Still, the last thing the Hawks (9-6) needed was a reminder of how poorly they played in the first half.
"Everybody in the locker room knew how badly we played," said forward Devon Wade. "Coach could come in and say what ever he wanted, it was still up to us because we're out there on the floor. He told us to go out and put it all on the line and that's what we did."
HJC broke down Genesee's grinding half court pressure by turning up the tempo at the start of the second half. The Hawks erased a 38-25 halftime deficit with a 21-8 run to pull into a 46-all tie in the first 6:50 of the second half. Then back-to-back 3-point baskets by Brian Samuels and James Morse gave HJC the lead and sent it on the way to the 11-point victory.
"We definitely turned up the intensity level," said Wade, who finished with 21 points and 16 rebounds. "It was like we weren't there in the first half. We challenged ourselves at halftime. We knew we were better than this."
Morse finished with 15 points and Samuels added 12 for the Hawks. Perry Jeffries topped Genesee with 20 points.

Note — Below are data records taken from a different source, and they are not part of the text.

//! HTTP service runner with graceful shutdown.

use std::future::Future;
use std::time::Duration;

use axum::extract::{Request, State};
use axum::http::StatusCode;
use axum::middleware::{self, Next};
use axum::response::{IntoResponse, Response};
use tokio::net::TcpListener;
use tokio::signal;
use tracing::{error, info, warn};

use super::router::Router;
use crate::config::{
    Config, ConfigResult, DEFAULT_HTTP_READ_TIMEOUT, DEFAULT_HTTP_WRITE_TIMEOUT, Parameter,
    StringParameter,
};
use crate::error::Result;

/// Serves a [`Router`] on a TCP address until a shutdown signal arrives.
#[derive(Debug)]
pub struct Service {
    router: Router,
    address: String,
    read_timeout: Duration,
    write_timeout: Duration,
}

impl Service {
    /// Create a service with the default one-second timeouts.
    #[must_use]
    pub fn new(router: Router, address: impl Into<String>) -> Self {
        Self {
            router,
            address: address.into(),
            read_timeout: DEFAULT_HTTP_READ_TIMEOUT,
            write_timeout: DEFAULT_HTTP_WRITE_TIMEOUT,
        }
    }

    /// Create a service from the `HTTP_ADDRESS` parameter and the configured
    /// timeouts.
    ///
    /// # Errors
    ///
    /// Fails if `HTTP_ADDRESS` was not registered.
    pub fn from_config(router: Router, config: &Config) -> ConfigResult<Self> {
        let address = config.get::<StringParameter>(&Parameter::HTTP_ADDRESS)?;
        Ok(Self::new(router, address.value()).with_timeouts(
            config.http_read_timeout(),
            config.http_write_timeout(),
        ))
    }

    /// Set read and write timeouts.
    #[must_use]
    pub const fn with_timeouts(mut self, read: Duration, write: Duration) -> Self {
        self.read_timeout = read;
        self.write_timeout = write;
        self
    }

    /// Address the service binds to.
    #[must_use]
    pub fn address(&self) -> &str {
        &self.address
    }

    /// Serve until SIGINT or SIGTERM.
    ///
    /// # Errors
    ///
    /// Returns an error if the address cannot be bound or serving fails.
    pub async fn run(self) -> Result<()> {
        self.run_until(shutdown_signal()).await
    }

    /// Serve until `shutdown` completes, then drain in-flight requests.
    ///
    /// # Errors
    ///
    /// Returns an error if the address cannot be bound or serving fails.
    pub async fn run_until<F>(self, shutdown: F) -> Result<()>
    where
        F: Future<Output = ()> + Send + 'static,
    {
        let listener = TcpListener::bind(&self.address).await?;
        info!(address = %listener.local_addr()?, "Start listening");

        let deadline = self.read_timeout + self.write_timeout;
        let app = with_deadline(self.router.into_axum(), deadline);

        axum::serve(listener, app)
            .with_graceful_shutdown(async move {
                shutdown.await;
                info!("Graceful shutdown...");
            })
            .await?;

        info!("Service has been stopped");
        Ok(())
    }
}

fn with_deadline(app: axum::Router, deadline: Duration) -> axum::Router {
    app.layer(middleware::from_fn_with_state(deadline, enforce_deadline))
}

async fn enforce_deadline(
    State(deadline): State<Duration>,
    request: Request,
    next: Next,
) -> Response {
    let uri = request.uri().clone();
    match tokio::time::timeout(deadline, next.run(request)).await {
        Ok(response) => response,
        Err(_) => {
            warn!(%uri, ?deadline, "Request exceeded its deadline");
            StatusCode::REQUEST_TIMEOUT.into_response()
        }
    }
}

/// Resolve on SIGINT (Ctrl+C) or SIGTERM.
pub async fn shutdown_signal() {
    let ctrl_c = async {
        if let Err(e) = signal::ctrl_c().await {
            error!(error = %e, "Failed to install Ctrl+C handler");
            std::future::pending::<()>().await;
        }
    };

    #[cfg(unix)]
    let terminate = async {
        match signal::unix::signal(signal::unix::SignalKind::terminate()) {
            Ok(mut stream) => {
                stream.recv().await;
            }
            Err(e) => {
                error!(error = %e, "Failed to install SIGTERM handler");
                std::future::pending::<()>().await;
            }
        }
    };

    #[cfg(not(unix))]
    let terminate = std::future::pending::<()>();

    tokio::select! {
        () = ctrl_c => info!("Received Ctrl+C, initiating shutdown"),
        () = terminate => info!("Received SIGTERM, initiating shutdown"),
    }
}
//! Crate-wide error type.
//!
//! Configuration failures keep their own [`ConfigError`] taxonomy; everything
//! that talks to the outside world (HTTP, Redis, Cassandra, token signing) reports
//! through [`KitError`], which also classifies failures as retryable or not.

use thiserror::Error;

use crate::config::ConfigError;
use crate::jwt::TokenError;

/// Result alias used across the crate.
pub type Result<T> = std::result::Result<T, KitError>;

/// Error returned by the runtime subsystems of the kit.
#[derive(Error, Debug)]
pub enum KitError {
    /// Configuration is invalid
    #[error(transparent)]
    Config(#[from] ConfigError),

    /// Outgoing request could not be built
    #[error("request creation error: {0}")]
    RequestCreation(String),

    /// Request to an external API failed in transport
    #[error("request to external API failed: {0}")]
    Http(#[from] reqwest::Error),

    /// Response body of an external API could not be read
    #[error("external API response read error: {source}")]
    ResponseRead {
        /// Underlying transport error
        source: reqwest::Error,
    },

    /// External API answered with a non-success status
    #[error("external API responded with status {status}: {body}")]
    ExternalApi {
        /// HTTP status code
        status: u16,
        /// Response body as text
        body: String,
    },

    /// Serialization/deserialization error
    #[error("serialization error: {0}")]
    Serialization(#[from] serde_json::Error),

    /// Cache backend error
    #[error("cache error: {0}")]
    Cache(#[from] redis::RedisError),

    /// Cassandra session could not be established
    #[error("cassandra connection error: {0}")]
    CassandraConnect(#[from] scylla::errors::NewSessionError),

    /// Cassandra statement failed
    #[error("cassandra query error: {0}")]
    CassandraQuery(#[from] scylla::errors::ExecutionError),

    /// Token signing or verification error
    #[error("token error: {0}")]
    Token(#[from] TokenError),

    /// I/O error, typically while binding a listener
    #[error("I/O error: {0}")]
    Io(#[from] std::io::Error),
}

impl KitError {
    /// Check if this error is retryable.
    ///
    /// Transport failures, 5xx/429 answers and dropped cache connections are
    /// transient; everything else is not.
    ///
    /// # Examples
    ///
    /// ```
    /// use service_kit::KitError;
    ///
    /// assert!(KitError::external_api(503, "busy").is_retryable());
    /// assert!(!KitError::external_api(404, "no such card").is_retryable());
    /// ```
    #[must_use]
    pub fn is_retryable(&self) -> bool {
        match self {
            Self::Http(e) => e.is_timeout() || e.is_connect(),
            Self::ExternalApi { status, .. } => *status >= 500 || *status == 429,
            Self::Cache(e) => e.is_timeout() || e.is_connection_dropped() || e.is_io_error(),
            _ => false,
        }
    }

    /// Create an external API error for a non-success answer.
    #[must_use]
    pub fn external_api(status: u16, body: impl Into<String>) -> Self {
        Self::ExternalApi {
            status,
            body: body.into(),
        }
    }

    /// Create a request creation error with the given message.
    #[must_use]
    pub fn request_creation(msg: impl Into<String>) -> Self {
        Self::RequestCreation(msg.into())
    }

    /// Status code carried by an [`KitError::ExternalApi`] error.
    #[must_use]
    pub const fn status(&self) -> Option<u16> {
        match self {
            Self::ExternalApi { status, .. } => Some(*status),
            _ => None,
        }
    }
}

Wade has been forced to do yeoman duty in the paint for the Hawks. The 6-foot-8 forward has scored 57 points and 56 rebounds in his last three games as one of only two legitimate HJC big men. He will be on his own on Wednesday against Prince George's as James Stokes continues an indefinite academic suspension and Chris Jones will be suspended for collecting two technical fouls on Monday.
Genesee (6-8) - coached by Bill Van Gundy, the father of Jeff Van Gundy, the head coach of the New York Knicks - slowed the game and held HJC to three baskets in the final 14:11 of the first half. The Hawks hit 17 of 29 shots (59 percent) in the second half.
"Whatever it was at halftime, it got them going emotionally," Brown said. "Even Genesee's coach told me that we just physically beat them in the second half."